What is termed a gift?
The definition of gift is categorised into five-
Any sum of money received without consideration; it can be termed as ‘monetary gift’.
Specified movable properties received without consideration, it can be termed as ‘gift of movable property’.
Specified movable properties received at a reduced price (i.e. for inadequate consideration), it can be termed as ‘movable property received for less than its fair market value’.
Immovable properties received without consideration, can be termed as ‘gift of immovable property’.
Immovable properties acquired at a reduced price (i.e. for inadequate consideration), can be termed as ‘immovable property received for less than its stamp duty value’.

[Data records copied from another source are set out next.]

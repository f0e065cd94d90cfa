//! Hardware tables.
//!
//! Latency tables, delay-slot counts, and operand-encoding constraints are
//! data, not logic. This module is their single source of truth: everything
//! is exposed as pure functions of opcodes and operand positions, so the
//! copy-propagation pass and the schedulers can be tested against the
//! tables independently.

pub mod constraints;
pub mod delays;

pub use self::constraints::valid_flags;
pub use self::delays::{
    instr_latency, required_delay, soft_required_delay, soft_ss_delay, soft_sy_delay,
};
//! A dominator tree represented as mappings of blocks to their immediate
//! dominator, with pre/post-order numbering for constant-time dominance
//! queries.
//!
//! Dominance is computed over the machine-level CFG when physical successor
//! links are present, because passes that run close to the hardware (the
//! scheduler, CSE across reconvergence points) must not assume a value is
//! available on per-thread paths the wave does not execute. Shaders that
//! never set up physical links fall back to the per-thread CFG.

use crate::ir::{Block, Shader};
use crate::timing;
use basalt_entity::{PackedOption, SecondaryMap};

/// Dominator tree node. We keep one of these per block.
#[derive(Clone, Default)]
struct DomNode {
    /// Number of this node in a reverse post-order traversal of the CFG,
    /// starting from 1. Unreachable blocks get number 0.
    rpo_number: u32,
    /// The immediate dominator, or `None` for the entry and unreachable
    /// blocks.
    idom: PackedOption<Block>,
    /// Preorder visit number of the dominator-tree DFS.
    pre: u32,
    /// Postorder visit number of the dominator-tree DFS.
    post: u32,
}

/// The dominator tree for a single shader.
pub struct DominatorTree {
    nodes: SecondaryMap<Block, DomNode>,

    /// CFG post-order of all reachable blocks.
    postorder: Vec<Block>,

    valid: bool,
}

impl DominatorTree {
    /// Allocate a new blank dominator tree. Use [`compute`](Self::compute)
    /// to compute the dominator tree.
    pub fn new() -> Self {
        Self {
            nodes: SecondaryMap::new(),
            postorder: Vec::new(),
            valid: false,
        }
    }

    /// Allocate and compute a dominator tree for `sh`.
    pub fn with_shader(sh: &mut Shader) -> Self {
        let mut d = Self::new();
        d.compute(sh);
        d
    }

    /// Is `block` reachable from the entry block?
    pub fn is_reachable(&self, block: Block) -> bool {
        self.nodes[block].rpo_number != 0
    }

    /// Get the CFG post-order of blocks used to compute the dominator tree.
    pub fn cfg_postorder(&self) -> &[Block] {
        debug_assert!(self.is_valid());
        &self.postorder
    }

    /// Returns the immediate dominator of `block`, or `None` for the entry
    /// block and unreachable blocks.
    pub fn idom(&self, block: Block) -> Option<Block> {
        self.nodes[block].idom.expand()
    }

    /// Returns `true` if `a` dominates `b`: every path from the entry to
    /// `b` goes through `a`. A block dominates itself.
    ///
    /// Returns `false` if either block is unreachable.
    pub fn dominates(&self, a: Block, b: Block) -> bool {
        debug_assert!(self.is_valid());
        if !self.is_reachable(a) || !self.is_reachable(b) {
            return false;
        }
        self.nodes[a].pre <= self.nodes[b].pre && self.nodes[b].post <= self.nodes[a].post
    }

    /// Check if the dominator tree has been computed since the last clear.
    pub fn is_valid(&self) -> bool {
        self.valid
    }

    /// Reset the tree to the invalid state.
    pub fn clear(&mut self) {
        self.nodes.clear();
        self.postorder.clear();
        self.valid = false;
    }

    /// Compute the dominator tree of `sh` and record each block's
    /// immediate dominator in its `BlockData`.
    pub fn compute(&mut self, sh: &mut Shader) {
        let _tt = timing::domtree();
        self.clear();
        let Some(entry) = sh.layout.entry_block() else {
            self.valid = true;
            return;
        };
        let physical = sh
            .blocks
            .values()
            .any(|b| b.physical_succs[0].is_some() || b.physical_succs[1].is_some());

        self.compute_postorder(sh, entry, physical);
        self.compute_idoms(sh, entry, physical);
        self.number_tree(sh, entry);

        for block in sh.blocks.keys().collect::<Vec<_>>() {
            sh.blocks[block].imm_dom = self.nodes[block].idom;
        }
        self.valid = true;
    }

    fn succs(sh: &Shader, block: Block, physical: bool) -> [Option<Block>; 2] {
        let data = &sh.blocks[block];
        let links = if physical {
            &data.physical_succs
        } else {
            &data.succs
        };
        [links[0].expand(), links[1].expand()]
    }

    fn preds<'a>(sh: &'a Shader, block: Block, physical: bool) -> &'a [Block] {
        let data = &sh.blocks[block];
        if physical {
            &data.physical_preds
        } else {
            &data.preds
        }
    }

    /// Iterative depth-first postorder starting from the entry block.
    fn compute_postorder(&mut self, sh: &Shader, entry: Block, physical: bool) {
        const SEEN: u32 = 1;
        const DONE: u32 = 2;
        let mut state: SecondaryMap<Block, u32> = SecondaryMap::new();
        let mut stack = vec![entry];
        while let Some(&block) = stack.last() {
            if state[block] == 0 {
                state[block] = SEEN;
                for succ in Self::succs(sh, block, physical).into_iter().flatten() {
                    if state[succ] == 0 {
                        stack.push(succ);
                    }
                }
            } else {
                stack.pop();
                if state[block] != DONE {
                    state[block] = DONE;
                    self.postorder.push(block);
                }
            }
        }
        // Assign RPO numbers, 1-based so 0 means unreachable.
        for (i, &block) in self.postorder.iter().rev().enumerate() {
            self.nodes[block].rpo_number = (i + 1) as u32;
        }
    }

    /// The classic iterate-to-fixpoint immediate dominator computation over
    /// the reverse post-order.
    fn compute_idoms(&mut self, sh: &Shader, entry: Block, physical: bool) {
        let rpo: Vec<Block> = self.postorder.iter().rev().copied().collect();
        let mut changed = true;
        while changed {
            changed = false;
            for &block in &rpo {
                if block == entry {
                    continue;
                }
                let mut new_idom: Option<Block> = None;
                for &pred in Self::preds(sh, block, physical) {
                    if !self.is_reachable(pred) {
                        continue;
                    }
                    // Only consider predecessors that already have an idom
                    // (the entry counts as processed).
                    if pred != entry && self.nodes[pred].idom.is_none() {
                        continue;
                    }
                    new_idom = Some(match new_idom {
                        None => pred,
                        Some(cur) => self.intersect(pred, cur),
                    });
                }
                if let Some(idom) = new_idom {
                    if self.nodes[block].idom.expand() != Some(idom) {
                        self.nodes[block].idom = idom.into();
                        changed = true;
                    }
                }
            }
        }
    }

    /// Common dominator of two reachable blocks.
    fn intersect(&self, mut a: Block, mut b: Block) -> Block {
        while a != b {
            while self.nodes[a].rpo_number > self.nodes[b].rpo_number {
                a = self.nodes[a].idom.expect("finger passed the entry block");
            }
            while self.nodes[b].rpo_number > self.nodes[a].rpo_number {
                b = self.nodes[b].idom.expect("finger passed the entry block");
            }
        }
        a
    }

    /// DFS over the dominator tree assigning pre/post numbers for O(1)
    /// dominance checks.
    fn number_tree(&mut self, sh: &Shader, entry: Block) {
        let mut children: SecondaryMap<Block, Vec<Block>> = SecondaryMap::new();
        for block in sh.blocks.keys() {
            if let Some(idom) = self.nodes[block].idom.expand() {
                children[idom].push(block);
            }
        }
        let mut counter = 1u32;
        // (block, child cursor) DFS stack.
        let mut stack: Vec<(Block, usize)> = vec![(entry, 0)];
        self.nodes[entry].pre = counter;
        while let Some(top) = stack.len().checked_sub(1) {
            let (block, cursor) = stack[top];
            if cursor < children[block].len() {
                stack[top].1 += 1;
                let child = children[block][cursor];
                counter += 1;
                self.nodes[child].pre = counter;
                stack.push((child, 0));
            } else {
                counter += 1;
                self.nodes[block].post = counter;
                stack.pop();
            }
        }
    }

    /// Iterate reachable blocks in dominator-tree preorder.
    pub fn preorder(&self) -> Vec<Block> {
        debug_assert!(self.is_valid());
        let mut blocks: Vec<Block> = self.postorder.clone();
        blocks.sort_by_key(|&b| self.nodes[b].pre);
        blocks
    }
}

impl Default for DominatorTree {
    fn default() -> Self {
        Self::new()
    }
}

Gift from who is non-taxable?
1) Money received from relatives to an individual — which includes money received from any blood relative, this does not include cousins and friends.
Relatives are termed as-
a. Spouse of the individual;
b. Brother or sister of the individual;
c. Brother or sister of the spouse of the individual;
d. Brother or sister of either of the parents of the individual;
e. Any lineal ascendant or descendent of the individual;
f. Any lineal ascendant or descendent of the spouse of the individual; g.Spouse of the persons referred to in (b) to (f).
In which situation gifts is non-taxable-
1. Money received on the occasion of the marriage of the individual. (on other occasions like birthday, anniversary etc the gifts will be taxable)
2. Money received under will/ by way of inheritance.
3. Money received in contemplation of death of the payer or donor.
4. Money received from a local authority [as defined in Explanation to section 10(20) of the Income-tax Act].
5. Money received from any fund, foundation, university, other educational institution, hospital or other medical institution, any trust or institution referred to in section 10(23C). [w.e.f. AY 2023-24, this exemption is not available if a sum of money is received by a specified person referred to in section 13(3)]
6. Money received from or by a trust or institution registered under section 12A, 12AA or section 12AB
7. Money received by any fund or trust or institution, any university or other educational institution or any hospital or other medical institution referred to in section 10(23C)(iv)/(v)/(vi)/(via).
8.Money received as a consequence of demerger or amalgamation of a company or business reorganisation of a co-operative bank under section 47.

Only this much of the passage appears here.